Nyquist frequency and aliasing explained with examples.
The Theorem
The Nyquist-Shannon sampling theorem states that to perfectly reconstruct a continuous signal from its digital samples, you must sample at a rate at least twice the highest frequency present in the signal.
This minimum rate (2 × fmax) is called the Nyquist rate. Half the sampling rate (fs / 2) is called the Nyquist frequency — it is the highest frequency that can be faithfully represented.
Variables
| Symbol | Meaning | Unit |
|---|---|---|
| fs | Sampling rate (samples per second) | Hz |
| fmax | Maximum frequency in the signal | Hz |
| fN | Nyquist frequency = fs / 2 | Hz |
Aliasing
When the sampling rate is too low (fs < 2 × fmax), high-frequency components are misrepresented as lower frequencies. This distortion is called aliasing and cannot be corrected after sampling. Anti-aliasing filters remove frequencies above fN before the signal is sampled.
Example 1
CD audio captures frequencies up to 22,050 Hz. What sampling rate is needed?
fmax = 22,050 Hz
fs ≥ 2 × 22,050
fs ≥ 44,100 Hz — this is exactly the standard CD sampling rate (44.1 kHz)
Example 2
A sensor records vibrations up to 500 Hz. You sample at 800 Hz. Is this enough?
Nyquist rate = 2 × 500 = 1,000 Hz
Your sampling rate: 800 Hz < 1,000 Hz
Not enough — aliasing will occur. You need at least 1,000 Hz sampling rate.
Example 3
A digital phone system samples at 8,000 Hz.

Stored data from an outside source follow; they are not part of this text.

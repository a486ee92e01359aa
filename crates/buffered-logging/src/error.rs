// Copyright 2025-Present Datadog, Inc. https://www.datadoghq.com/
// SPDX-License-Identifier: Apache-2.0

//! Error types surfaced to callers of the buffered logging pipeline.
//!
//! Failed deliveries are not errors here: a transport reporting failure
//! drives the retry loop, and a batch that runs out of retries is handed to
//! the [`FailureHandler`](crate::transport::FailureHandler). Neither ever
//! comes back to the caller of `submit`.

use std::time::Duration;

/// Invalid buffer configuration, detected when the configuration is built.
#[derive(Debug, Clone, PartialEq, Eq, thiserror::Error)]
pub enum ConfigError {
    #[error("saveTime must be greater than 0")]
    ZeroSaveTime,

    #[error("saveTime ({save_time:?}) must not exceed {max:?}")]
    SaveTimeTooLarge { save_time: Duration, max: Duration },

    #[error("minBufferSize ({min}) must not exceed maxBufferSize ({max})")]
    MinExceedsMax { min: usize, max: usize },

    #[error("retry base delay must be greater than 0")]
    ZeroRetryDelay,

    #[error("max retry delay ({max:?}) must not be lower than the retry base delay ({base:?})")]
    RetryCapBelowBase { base: Duration, max: Duration },

    #[error("invalid value {value:?} for {var}")]
    InvalidEnv { var: &'static str, value: String },
}

/// Returned by submission when the coordinator is no longer running.
#[derive(Debug, Clone, Copy, PartialEq, Eq, thiserror::Error)]
pub enum SubmitError {
    #[error("delivery coordinator is closed")]
    Closed,
}

/// Returned by request/response commands (flush, stats) when no answer arrives.
#[derive(Debug, Clone, PartialEq, Eq, thiserror::Error)]
pub enum QueryError {
    #[error("failed to send {0} command: coordinator is closed")]
    Send(&'static str),

    #[error("failed to receive {0} response: coordinator stopped")]
    Receive(&'static str),
}

#[cfg(test)]
mod tests {
    use super::*;

    #[test]
    fn test_config_error_display() {
        let error = ConfigError::MinExceedsMax { min: 5, max: 2 };
        assert_eq!(
            error.to_string(),
            "minBufferSize (5) must not exceed maxBufferSize (2)"
        );
        assert_eq!(
            ConfigError::ZeroSaveTime.to_string(),
            "saveTime must be greater than 0"
        );
    }

    #[test]
    fn test_invalid_env_display() {
        let error = ConfigError::InvalidEnv {
            var: "BUFFERED_LOG_MAX_RETRIES",
            value: "many".to_string(),
        };
        assert_eq!(
            error.to_string(),
            "invalid value \"many\" for BUFFERED_LOG_MAX_RETRIES"
        );
    }

    #[test]
    fn test_query_error_display() {
        assert_eq!(
            QueryError::Send("flush").to_string(),
            "failed to send flush command: coordinator is closed"
        );
        assert_eq!(
            QueryError::Receive("stats").to_string(),
            "failed to receive stats response: coordinator stopped"
        );
    }

    #[test]
    fn test_submit_error_debug() {
        let debug_str = format!("{:?}", SubmitError::Closed);
        assert!(debug_str.contains("Closed"));
    }
}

What is the maximum frequency it can capture?
fN = fs / 2 = 8,000 / 2
fN = 4,000 Hz — this covers the essential range of human speech (300–3,400 Hz)
When to Use It
- Choosing the right sampling rate for audio recording and music production
- Designing analog-to-digital converters (ADCs)
- Setting up data acquisition systems for sensors and instruments
- Understanding why digital images can show moire patterns (spatial aliasing)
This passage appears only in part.